As anticipated by the commissioners, the proposed play area generated a strong outcry from the LGBTQIA+ community and others who value continued clothing-optional use at Denny Blaine Park. This response included creating a Save Denny Blaine! information website, a petition to Halt the Construction of a Children's Play Area at Denny Blaine Park that received over 9,000 signatures, and a Save Denny Blaine website page to contact elected officials. The public response meeting held in the auditorium of the Martin Luther King FAME Community Center on December 6, 2023 was attended by an overflow crowd of about 400 people who were nearly unanimous in their opposition to the proposal.

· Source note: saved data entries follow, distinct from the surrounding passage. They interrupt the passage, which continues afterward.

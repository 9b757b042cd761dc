use super::CacheResult;
use std::fs;
use std::io::ErrorKind;
use std::path::{Path, PathBuf};

/// Key-value store for opaque cache blobs
///
/// Implementations must be shareable across tasks. A missing key is reported
/// as an error; callers treat every read error as a cache miss.
pub trait BlobStore: Send + Sync {
    /// Reads the blob stored under `key`
    fn read(&self, key: &str) -> CacheResult<Vec<u8>>;

    /// Stores `blob` under `key`, replacing any previous blob
    fn write(&self, key: &str, blob: &[u8]) -> CacheResult<()>;

    /// Total size in bytes of all stored blobs
    fn total_size(&self) -> CacheResult<u64>;
}

/// Blob store keeping one file per key in a single directory
///
/// The directory is created on the first write. Concurrent writers to the
/// same key race; the last one wins.
#[derive(Debug, Clone)]
pub struct DiskBlobStore {
    directory: PathBuf,
}

impl DiskBlobStore {
    pub fn new(directory: impl Into<PathBuf>) -> Self {
        Self {
            directory: directory.into(),
        }
    }

    pub fn directory(&self) -> &Path {
        &self.directory
    }

    /// Path of the file that holds `key`
    pub fn path_for(&self, key: &str) -> PathBuf {
        self.directory.join(key)
    }
}

impl BlobStore for DiskBlobStore {
    fn read(&self, key: &str) -> CacheResult<Vec<u8>> {
        Ok(fs::read(self.path_for(key))?)
    }

    fn write(&self, key: &str, blob: &[u8]) -> CacheResult<()> {
        fs::create_dir_all(&self.directory)?;
        fs::write(self.path_for(key), blob)?;
        Ok(())
    }

    fn total_size(&self) -> CacheResult<u64> {
        let entries = match fs::read_dir(&self.directory) {
            Ok(entries) => entries,
            Err(e) if e.kind() == ErrorKind::NotFound => return Ok(0),
            Err(e) => return Err(e.into()),
        };

        let mut total = 0;
        for entry in entries {
            let metadata = entry?.metadata()?;
            if metadata.is_file() {
                total += metadata.len();
            }
        }

        Ok(total)
    }
}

On December 8, 2023, Seattle Parks and Recreation announced the proposed play area project would not proceed, citing the feedback they received about the cohesion the current park usage brought to the LGBTQIA+ community and the potential unintended consequences of placing a play area at that beach. The announcement indicated they will evaluate other locations for a play area and will meet with leaders in the LGBTQIA+ community to “better understand the importance of this beach to the community and the hopes for future uses.”

On December 9, 2023, the day following the announcement that the project would not proceed, Mayor Harrell met with the would-be donor Stuart Sloan at University Village, the mall Sloan owns. According to the Mayor's office, though, the Mayor did not know the identity of the anonymous donor and he did not discuss the donation for this project with Sloan at this meeting. A July 2024 report by KUOW-FM reviewed March 2023 text messages between Mayor Harrell and donor Sloan. This report found that the two had discussed the park, with Sloan sending pictures of nude park visitors to Harrell during his vacation, and the mayor responding to tell Sloan that, "If you are disgusted I share your disgust." The text messages also revealed ongoing collaboration between Sloan and Harrell, which contradicted the earlier claim that the mayor had no knowledge about the identity of the donor.

Since the decision to scrap the park proposal, neighbors of the park and activists who have organized a Friends of Denny Blaine Park group have met regularly with the Seattle Parks Foundation, a nonprofit that helps bridge the gap between private money and government agencies, in an attempt to "end years of conflict over the beach." In June 2024, the City put forth a policy suggestion, which would create two zones in Denny Blaine Park: "naked Zone A, composed of the grassy area and beach, and a clothed Zone B, consisting of the loop of road... outside the park where several neighbors live."

=== 2025 preliminary injunction ===
On July 14, 2025, a King County Superior Court judge found that the nudity "as constituted" at the park constituted a public nuisance and granted a preliminary injunction, but denied the complainant's request to immediately close the park. Instead, the judge ordered the city to submit a plan of abatement within 14 days of the order. A construction site style chainlink fence with green mesh attached to the side was installed, partially blocking view of the beach as part of the abatement plan.

===2026 court order===
On July 15, 2026, following a month-long trial, a King County Superior Court judge ordered that Denny Blaine Park would remain open but that the city must take steps to prevent "lewd" behavior that constitutes a public "nuisance".